Please do right for yourself - love with a hug from Tina xxx
It's a hellish decision, but maybe my experience of having tried to have children for 22 years and not being successful can help. I too had endometriosis, hugely heavy periods, pain, etc. I was offered a hysterectomy at the age of 40 but still believed we may hit it right and get pregnant. I still wonder what would have happened if I had! Would I have got OC later? The thing is, you never know .... you can just go by info from the medics, instinct and emotions. A difficult balance. I spent many years thinking about what I was missing by being unable to conceive, but gradually I made a conscious decision to focus on what was good in our lives. I'm now 61 and have a huge appreciation of what I enjoy --great husband, family, friends, nieces and nephews, travel, interesting hobbies and pastimes, food and drink. You get the picture! There is life after an op, if that's what is needed. I'm sorry if this doesn't help but it may give a balance to your thinking.
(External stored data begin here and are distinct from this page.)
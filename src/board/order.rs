//! Order types for all phases.
//!
//! Represents the full set of legal orders: hold, move, support, convoy,
//! retreat, disband, build, and waive. Orders reference provinces by id, so
//! rendering them as text needs the topology that issued those ids.

use super::province::{Coast, ProvinceId};
use super::topology::Topology;
use super::unit::UnitKind;

/// A location on the board: a province with an optional coast specifier.
#[derive(Debug, Clone, Copy, PartialEq, Eq, Hash)]
pub struct Location {
    pub province: ProvinceId,
    pub coast: Coast,
}

impl Location {
    /// Creates a location without a coast.
    pub fn new(province: ProvinceId) -> Self {
        Self { province, coast: Coast::None }
    }

    /// Creates a location with a coast specifier.
    pub fn with_coast(province: ProvinceId, coast: Coast) -> Self {
        Self { province, coast }
    }

    /// Renders as `code` or `code/coast`, e.g. `stp/nc`.
    pub fn text(&self, topo: &Topology) -> String {
        let code = &topo.province(self.province).code;
        match self.coast {
            Coast::None => code.clone(),
            c => format!("{}/{}", code, c.abbr()),
        }
    }
}

/// A unit reference in an order: the unit kind and its current location.
#[derive(Debug, Clone, Copy, PartialEq, Eq, Hash)]
pub struct OrderUnit {
    pub kind: UnitKind,
    pub location: Location,
}

impl OrderUnit {
    pub fn new(kind: UnitKind, location: Location) -> Self {
        Self { kind, location }
    }

    /// Renders as `A par` or `F stp/nc`.
    pub fn text(&self, topo: &Topology) -> String {
        format!("{} {}", self.kind.letter(), self.location.text(topo))
    }
}

/// Words the parser recognizes besides names; what a topology's lexicon
/// maps order vocabulary to.
#[derive(Debug, Clone, Copy, PartialEq, Eq, Hash)]
pub enum OrderKeyword {
    Hold,
    Support,
    Convoy,
    MoveTo,
    Retreat,
    Disband,
    Build,
    Waive,
    Via,
}

/// An order covering all three phase kinds.
///
/// Each variant carries exactly the data needed to unambiguously specify
/// the order; [`to_text`](Order::to_text) renders the canonical notation.
#[derive(Debug, Clone, Copy, PartialEq, Eq, Hash)]
pub enum Order {
    /// Hold: `A vie H`
    Hold {
        unit: OrderUnit,
    },

    /// Move: `A bud - rum`, `F nrg - stp/nc`, or `A lon - bre via`
    Move {
        unit: OrderUnit,
        dest: Location,
        /// The move goes by convoy even where a land route exists. A move
        /// with this flag set never falls back to marching overland.
        via_convoy: bool,
    },

    /// Support hold: `A tyr S A vie H`
    SupportHold {
        unit: OrderUnit,
        supported: OrderUnit,
    },

    /// Support move: `A gal S A bud - rum`
    SupportMove {
        unit: OrderUnit,
        supported: OrderUnit,
        dest: Location,
    },

    /// Convoy: `F mao C A bre - spa`
    Convoy {
        unit: OrderUnit,
        convoyed_from: Location,
        convoyed_to: Location,
    },

    /// Retreat: `A vie R boh`
    Retreat {
        unit: OrderUnit,
        dest: Location,
    },

    /// Disband: `F tri D` (retreat phase) or `A war D` (adjustment phase)
    Disband {
        unit: OrderUnit,
    },

    /// Build: `A vie B` or `F stp/sc B`
    Build {
        unit: OrderUnit,
    },

    /// Waive: `W` (voluntarily skip one build)
    Waive,
}

impl Order {
    /// The unit carrying out the order, if the order names one.
    pub fn unit(&self) -> Option<OrderUnit> {
        match self {
            Order::Hold { unit }
            | Order::Move { unit, .. }
            | Order::SupportHold { unit, .. }
            | Order::SupportMove { unit, .. }
            | Order::Convoy { unit, .. }
            | Order::Retreat { unit, .. }
            | Order::Disband { unit }
            | Order::Build { unit } => Some(*unit),
            Order::Waive => None,
        }
    }

    /// The province whose unit this order belongs to, if any.
    pub fn province(&self) -> Option<ProvinceId> {
        self.unit().map(|u| u.location.province)
    }

    /// Canonical text rendering. `parse_order` accepts everything this
    /// produces.
    pub fn to_text(&self, topo: &Topology) -> String {
        match self {
            Order::Hold { unit } => {
                format!("{} H", unit.text(topo))
            }
            Order::Move { unit, dest, via_convoy } => {
                let mut s = format!("{} - {}", unit.text(topo), dest.text(topo));
                if *via_convoy {
                    s.push_str(" via");
                }
                s
            }
            Order::SupportHold { unit, supported } => {
                format!("{} S {} H", unit.text(topo), supported.text(topo))
            }
            Order::SupportMove { unit, supported, dest } => {
                format!(
                    "{} S {} - {}",
                    unit.text(topo),
                    supported.text(topo),
                    dest.text(topo)
                )
            }
            Order::Convoy { unit, convoyed_from, convoyed_to } => {
                format!(
                    "{} C A {} - {}",
                    unit.text(topo),
                    convoyed_from.text(topo),
                    convoyed_to.text(topo)
                )
            }
            Order::Retreat { unit, dest } => {
                format!("{} R {}", unit.text(topo), dest.text(topo))
            }
            Order::Disband { unit } => {
                format!("{} D", unit.text(topo))
            }
            Order::Build { unit } => {
                format!("{} B", unit.text(topo))
            }
            Order::Waive => "W".to_string(),
        }
    }
}

/// Formats a slice of orders as a ` ; `-separated string.
pub fn format_orders(topo: &Topology, orders: &[Order]) -> String {
    orders
        .iter()
        .map(|o| o.to_text(topo))
        .collect::<Vec<_>>()
        .join(" ; ")
}

#[cfg(test)]
mod tests {
    use super::*;
    use crate::board::topology::Topology;
    use crate::board::variant;

    fn topo() -> Topology {
        Topology::load(&variant::standard()).expect("standard map loads")
    }

    fn loc(topo: &Topology, code: &str) -> Location {
        Location::new(topo.find_province(code).expect("known province"))
    }

    fn loc_c(topo: &Topology, code: &str, coast: Coast) -> Location {
        Location::with_coast(topo.find_province(code).expect("known province"), coast)
    }

    #[test]
    fn location_text_includes_coast_only_when_set() {
        let t = topo();
        assert_eq!(loc(&t, "par").text(&t), "par");
        assert_eq!(loc_c(&t, "stp", Coast::North).text(&t), "stp/nc");
    }

    #[test]
    fn canonical_notation() {
        let t = topo();
        let army = |code: &str| OrderUnit::new(UnitKind::Army, loc(&t, code));
        let fleet = |code: &str| OrderUnit::new(UnitKind::Fleet, loc(&t, code));

        assert_eq!(Order::Hold { unit: army("vie") }.to_text(&t), "A vie H");
        assert_eq!(
            Order::Move { unit: army("bud"), dest: loc(&t, "rum"), via_convoy: false }
                .to_text(&t),
            "A bud - rum"
        );
        assert_eq!(
            Order::Move { unit: army("lon"), dest: loc(&t, "bre"), via_convoy: true }
                .to_text(&t),
            "A lon - bre via"
        );
        assert_eq!(
            Order::Move {
                unit: fleet("nrg"),
                dest: loc_c(&t, "stp", Coast::North),
                via_convoy: false,
            }
            .to_text(&t),
            "F nrg - stp/nc"
        );
        assert_eq!(
            Order::SupportHold { unit: army("tyr"), supported: army("vie") }.to_text(&t),
            "A tyr S A vie H"
        );
        assert_eq!(
            Order::SupportMove {
                unit: army("gal"),
                supported: army("bud"),
                dest: loc(&t, "rum"),
            }
            .to_text(&t),
            "A gal S A bud - rum"
        );
        assert_eq!(
            Order::Convoy {
                unit: fleet("mao"),
                convoyed_from: loc(&t, "bre"),
                convoyed_to: loc(&t, "spa"),
            }
            .to_text(&t),
            "F mao C A bre - spa"
        );
        assert_eq!(
            Order::Retreat { unit: army("vie"), dest: loc(&t, "boh") }.to_text(&t),
            "A vie R boh"
        );
        assert_eq!(Order::Disband { unit: fleet("tri") }.to_text(&t), "F tri D");
        assert_eq!(
            Order::Build {
                unit: OrderUnit::new(UnitKind::Fleet, loc_c(&t, "stp", Coast::South)),
            }
            .to_text(&t),
            "F stp/sc B"
        );
        assert_eq!(Order::Waive.to_text(&t), "W");
    }

    #[test]
    fn order_list_formatting() {
        let t = topo();
        let orders = vec![
            Order::Hold {
                unit: OrderUnit::new(UnitKind::Army, loc(&t, "vie")),
            },
            Order::Waive,
        ];
        assert_eq!(format_orders(&t, &orders), "A vie H ; W");
    }

    #[test]
    fn orders_report_their_province() {
        let t = topo();
        let unit = OrderUnit::new(UnitKind::Army, loc(&t, "vie"));
        assert_eq!(Order::Hold { unit }.province(), Some(unit.location.province));
        assert_eq!(Order::Waive.province(), None);
    }
}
In america they call it complete response not all clear, it's so hard to know what to belive, even your own oncologist is not 100% if the O.C will come back usually around 2 to 3 years at the earliest, he has no way of knowing what will happen to a women in the future with O.C this is a small guide, your age your overall health, if you are Black or older, tumour response to treatment, the more tumour left behind poor prognosis, it just a waiting game
Hi, I was diagnosed with 1a o.c and it was a grade 3 clear cell cancer in dec 2011. I am 36 years old and have not had children yet, as soon as I learned that they normally do a complete hysterectomy, I said that if it was at all possible to keep "my bits" then I would like to, but obviously if my life was at stake then to do what was needed. - because at the time they weren't sure what they'd find.
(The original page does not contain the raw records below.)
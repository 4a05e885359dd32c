//! 2D power spectra of single maps, modified centroid triples and cubes.
use log::debug;
use rustfft::num_complex::Complex;

use super::fft::{fft2, fftshift};
use crate::error::{Result, StatError};
use crate::field::map::ensure_same_shape;
use crate::field::{Cube, Map2};

/// Centred `|FFT(map)|²`.
///
/// NaNs must be cleaned by the caller beforehand (see
/// [`Map2::fill_nans_with_min`]); a non-finite input is rejected.
pub fn power_spectrum_2d(map: &Map2) -> Result<Map2> {
    if map.has_non_finite() {
        return Err(StatError::NonFiniteInput {
            context: "power spectrum input",
        });
    }
    Ok(centred_power(&fft2(map), map.w, map.h))
}

/// Modified spectrum of a centroid map `c`, zeroth moment `m0` and line
/// width `lw`:
///
/// `|FFT(c·m0) − mean(lw² + c²)·FFT(m0)|²`, centred.
///
/// The mean ignores NaNs; all three maps must share a shape.
pub fn modified_power_spectrum(centroid: &Map2, moment0: &Map2, linewidth: &Map2) -> Result<Map2> {
    ensure_same_shape(centroid, moment0)?;
    ensure_same_shape(centroid, linewidth)?;
    if centroid.has_non_finite() || moment0.has_non_finite() {
        return Err(StatError::NonFiniteInput {
            context: "modified power spectrum input",
        });
    }

    let second_moment = linewidth.zip_map(centroid, |lw, c| lw * lw + c * c)?;
    let term = second_moment.finite_mean();
    if !term.is_finite() {
        return Err(StatError::NonFiniteInput {
            context: "line width / centroid second moment",
        });
    }

    let weighted = centroid.zip_map(moment0, |c, m| c * m)?;
    let fft_weighted = fft2(&weighted);
    let fft_m0 = fft2(moment0);
    let diff: Vec<Complex<f64>> = fft_weighted
        .iter()
        .zip(fft_m0.iter())
        .map(|(a, b)| a - b * term)
        .collect();

    debug!(
        "modified_power_spectrum: {}x{} maps, <lw^2 + c^2> = {:.4e}",
        centroid.w, centroid.h, term
    );
    Ok(centred_power(&diff, centroid.w, centroid.h))
}

/// Sum over channels of each channel's centred `|FFT|²`.
pub fn channel_power_spectrum(cube: &Cube) -> Result<Map2> {
    if cube.nchan == 0 {
        return Err(StatError::InsufficientData {
            context: "channel power spectrum",
            needed: 1,
            found: 0,
        });
    }
    let (w, h) = (cube.w, cube.h);
    let mut total = Map2::new(w, h);
    for c in 0..cube.nchan {
        let mut channel = cube.channel(c);
        channel.fill_nans_with_min();
        if channel.has_non_finite() {
            return Err(StatError::NonFiniteInput {
                context: "cube channel",
            });
        }
        let ps = centred_power(&fft2(&channel), w, h);
        for (acc, v) in total.data.iter_mut().zip(ps.data.iter()) {
            *acc += v;
        }
    }
    debug!("channel_power_spectrum: summed {} channels of {}x{}", cube.nchan, w, h);
    Ok(total)
}

fn centred_power(spectrum: &[Complex<f64>], w: usize, h: usize) -> Map2 {
    let power: Vec<f64> = spectrum.iter().map(|z| z.norm_sqr()).collect();
    Map2 {
        w,
        h,
        data: fftshift(&power, w, h),
    }
}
I had the op which was supposed to be keyhole but turned out to be a lapparotomy because I had a 10 cm cyst. Luckily they just took out my right ovary, and now I have started having chemotherapy, I am due my second cycle this friday.
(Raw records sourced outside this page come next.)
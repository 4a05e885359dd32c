//! Broken-line (segmented) regression with an estimated break point.
//!
//! The break is refined with Muggeo's linearisation: given a current break
//! `ψ`, regress `y` on `x`, `(x − ψ)₊` and `−I(x > ψ)`; the last coefficient
//! `γ` over the slope change `β` is the update to `ψ`.
use log::debug;
use nalgebra::{DMatrix, DVector};

use super::linear::least_squares;
use crate::error::{Result, StatError};

const MAX_ITERS: usize = 30;
const TOL: f64 = 1e-8;
/// Points required on each side of the break.
pub const MIN_POINTS_PER_SEGMENT: usize = 3;

#[derive(Clone, Debug)]
pub struct SegmentedFit {
    pub intercept: f64,
    /// Slope below the break.
    pub slope: f64,
    /// Slope above the break.
    pub slope2: f64,
    pub brk: f64,
    /// Errors on `[intercept, slope, slope2, brk]`.
    pub stderrs: [f64; 4],
    pub iterations: usize,
    pub converged: bool,
    pub nobs: usize,
}

/// Fit two joined lines to `(x, y)` starting from break `brk0`.
pub fn fit_segmented(
    x: &[f64],
    y: &[f64],
    brk0: f64,
    weights: Option<&[f64]>,
) -> Result<SegmentedFit> {
    if x.len() != y.len() {
        return Err(StatError::ShapeMismatch {
            expected: vec![x.len()],
            found: vec![y.len()],
        });
    }
    let n = x.len();
    let yv = DVector::from_column_slice(y);
    let mut psi = brk0;
    let mut gamma_err = f64::NAN;
    let mut converged = false;
    let mut iterations = 0;

    for iter in 0..MAX_ITERS {
        check_segments(x, psi)?;
        iterations = iter + 1;
        let design = DMatrix::from_fn(n, 4, |i, j| match j {
            0 => 1.0,
            1 => x[i],
            2 => (x[i] - psi).max(0.0),
            _ => {
                if x[i] > psi {
                    -1.0
                } else {
                    0.0
                }
            }
        });
        let fit = least_squares(&design, &yv, weights)?;
        let beta = fit.params[2];
        let gamma = fit.params[3];
        if beta.abs() < f64::EPSILON {
            return Err(StatError::SingularFit {
                context: "segmented regression (no slope change at break)",
            });
        }
        gamma_err = fit.stderrs()[3];
        let step = gamma / beta;
        psi += step;
        if step.abs() < TOL {
            converged = true;
            break;
        }
    }
    check_segments(x, psi)?;

    let design = DMatrix::from_fn(n, 3, |i, j| match j {
        0 => 1.0,
        1 => x[i],
        _ => (x[i] - psi).max(0.0),
    });
    let fit = least_squares(&design, &yv, weights)?;
    let (a, b, c) = (fit.params[0], fit.params[1], fit.params[2]);
    let stderrs = match &fit.covariance {
        Some(cov) => {
            let slope2_var = cov[(1, 1)] + cov[(2, 2)] + 2.0 * cov[(1, 2)];
            [
                cov[(0, 0)].abs().sqrt(),
                cov[(1, 1)].abs().sqrt(),
                slope2_var.abs().sqrt(),
                gamma_err / c.abs(),
            ]
        }
        None => [f64::NAN; 4],
    };

    debug!(
        "segmented fit: break={psi:.4} slopes=({b:.3}, {:.3}) after {iterations} iterations (converged={converged})",
        b + c
    );

    Ok(SegmentedFit {
        intercept: a,
        slope: b,
        slope2: b + c,
        brk: psi,
        stderrs,
        iterations,
        converged,
        nobs: n,
    })
}

fn check_segments(x: &[f64], psi: f64) -> Result<()> {
    let below = x.iter().filter(|&&v| v <= psi).count();
    let above = x.len() - below;
    let found = below.min(above);
    if !psi.is_finite() || found < MIN_POINTS_PER_SEGMENT {
        return Err(StatError::InsufficientData {
            context: "broken power-law segment",
            needed: MIN_POINTS_PER_SEGMENT,
            found,
        });
    }
    Ok(())
}

#[cfg(test)]
mod tests {
    use super::*;

    fn broken_line(x: &[f64], brk: f64) -> Vec<f64> {
        x.iter()
            .map(|&v| 1.0 - 1.0 * v - 2.0 * (v - brk).max(0.0))
            .collect()
    }

    #[test]
    fn recovers_break_and_slopes() {
        let x: Vec<f64> = (0..40).map(|i| -2.0 + i as f64 * 0.05).collect();
        let y = broken_line(&x, -1.13);
        let fit = fit_segmented(&x, &y, -0.8, None).unwrap();
        assert!((fit.brk + 1.13).abs() < 1e-3, "break {}", fit.brk);
        assert!((fit.slope + 1.0).abs() < 1e-3, "slope {}", fit.slope);
        assert!((fit.slope2 + 3.0).abs() < 1e-3, "slope2 {}", fit.slope2);
    }

    #[test]
    fn break_at_the_edge_is_rejected() {
        let x: Vec<f64> = (0..10).map(|i| i as f64).collect();
        let y = broken_line(&x, 5.0);
        assert!(matches!(
            fit_segmented(&x, &y, 0.5, None),
            Err(StatError::InsufficientData { .. })
        ));
    }
}
//! Owned single-channel f64 map in row-major layout.
//!
//! Used for 2D inputs (integrated intensity, centroid and linewidth maps) and
//! for derived 2D products such as centred power spectra. NaN marks missing
//! data.
use serde::{Deserialize, Serialize};

use super::traits::FieldView;
use crate::error::{Result, StatError};

#[derive(Clone, Debug, PartialEq, Serialize, Deserialize)]
pub struct Map2 {
    /// Map width in pixels (x axis)
    pub w: usize,
    /// Map height in pixels (y axis)
    pub h: usize,
    /// Backing storage in row-major order
    #[serde(deserialize_with = "crate::field::io::nan_as_null::vec")]
    pub data: Vec<f64>,
}

impl Map2 {
    /// Construct a zero-initialized map of size `w × h`.
    pub fn new(w: usize, h: usize) -> Self {
        Self {
            w,
            h,
            data: vec![0.0; w * h],
        }
    }

    /// Wrap an existing buffer, checking that it holds exactly `w × h` values.
    pub fn from_vec(w: usize, h: usize, data: Vec<f64>) -> Result<Self> {
        if data.len() != w * h {
            return Err(StatError::ShapeMismatch {
                expected: vec![h, w],
                found: vec![data.len()],
            });
        }
        Ok(Self { w, h, data })
    }

    /// Build a map by evaluating `f(x, y)` at every pixel.
    pub fn from_fn(w: usize, h: usize, mut f: impl FnMut(usize, usize) -> f64) -> Self {
        let mut data = Vec::with_capacity(w * h);
        for y in 0..h {
            for x in 0..w {
                data.push(f(x, y));
            }
        }
        Self { w, h, data }
    }

    #[inline]
    pub fn idx(&self, x: usize, y: usize) -> usize {
        y * self.w + x
    }

    #[inline]
    pub fn get(&self, x: usize, y: usize) -> f64 {
        self.data[self.idx(x, y)]
    }

    #[inline]
    pub fn set(&mut self, x: usize, y: usize, v: f64) {
        let i = self.idx(x, y);
        self.data[i] = v;
    }

    /// Minimum over finite values, or `None` when the map has none.
    pub fn finite_min(&self) -> Option<f64> {
        self.data
            .iter()
            .copied()
            .filter(|v| v.is_finite())
            .fold(None, |acc, v| Some(acc.map_or(v, |m: f64| m.min(v))))
    }

    /// Mean over finite values (NaN when there are none).
    pub fn finite_mean(&self) -> f64 {
        let (sum, n) = self
            .data
            .iter()
            .filter(|v| v.is_finite())
            .fold((0.0, 0usize), |(s, n), v| (s + v, n + 1));
        if n == 0 {
            f64::NAN
        } else {
            sum / n as f64
        }
    }

    pub fn has_non_finite(&self) -> bool {
        self.data.iter().any(|v| !v.is_finite())
    }

    /// Replace NaNs with the minimum finite value of the map.
    ///
    /// This is the cleaning step required before a power spectrum is taken.
    /// A map without any finite value is left untouched.
    pub fn fill_nans_with_min(&mut self) {
        if let Some(min) = self.finite_min() {
            for v in self.data.iter_mut() {
                if v.is_nan() {
                    *v = min;
                }
            }
        }
    }

    /// Element-wise combination of two maps of equal shape.
    pub fn zip_map(&self, other: &Map2, f: impl Fn(f64, f64) -> f64) -> Result<Map2> {
        ensure_same_shape(self, other)?;
        let data = self
            .data
            .iter()
            .zip(other.data.iter())
            .map(|(&a, &b)| f(a, b))
            .collect();
        Ok(Map2 {
            w: self.w,
            h: self.h,
            data,
        })
    }
}

pub(crate) fn ensure_same_shape(a: &Map2, b: &Map2) -> Result<()> {
    if a.w != b.w || a.h != b.h {
        return Err(StatError::ShapeMismatch {
            expected: vec![a.h, a.w],
            found: vec![b.h, b.w],
        });
    }
    Ok(())
}

impl FieldView for Map2 {
    type Value = f64;

    #[inline]
    fn width(&self) -> usize {
        self.w
    }
    #[inline]
    fn height(&self) -> usize {
        self.h
    }
    #[inline]
    fn row(&self, y: usize) -> &[f64] {
        let start = y * self.w;
        &self.data[start..start + self.w]
    }
}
At first they said that chemo would destory the other ovary, then When I was told that I was having the carbo/ taxol treatment, they said that it doesn't tend to effect fertility. There wasn't time to harvest any eggs before I started treatment, so I'm taking the chance.
I asked my oncology nurse to tell me what the chances were of the cancer coming back with just having chemo and just having surgery, and the answer was that it is the same neither treatment would be more beneficial, I found that quite reassuring, although it is a bit scary when they said that if it come back it will be terminal! but its a small chance and one that I'm not prepared to think about at the moment.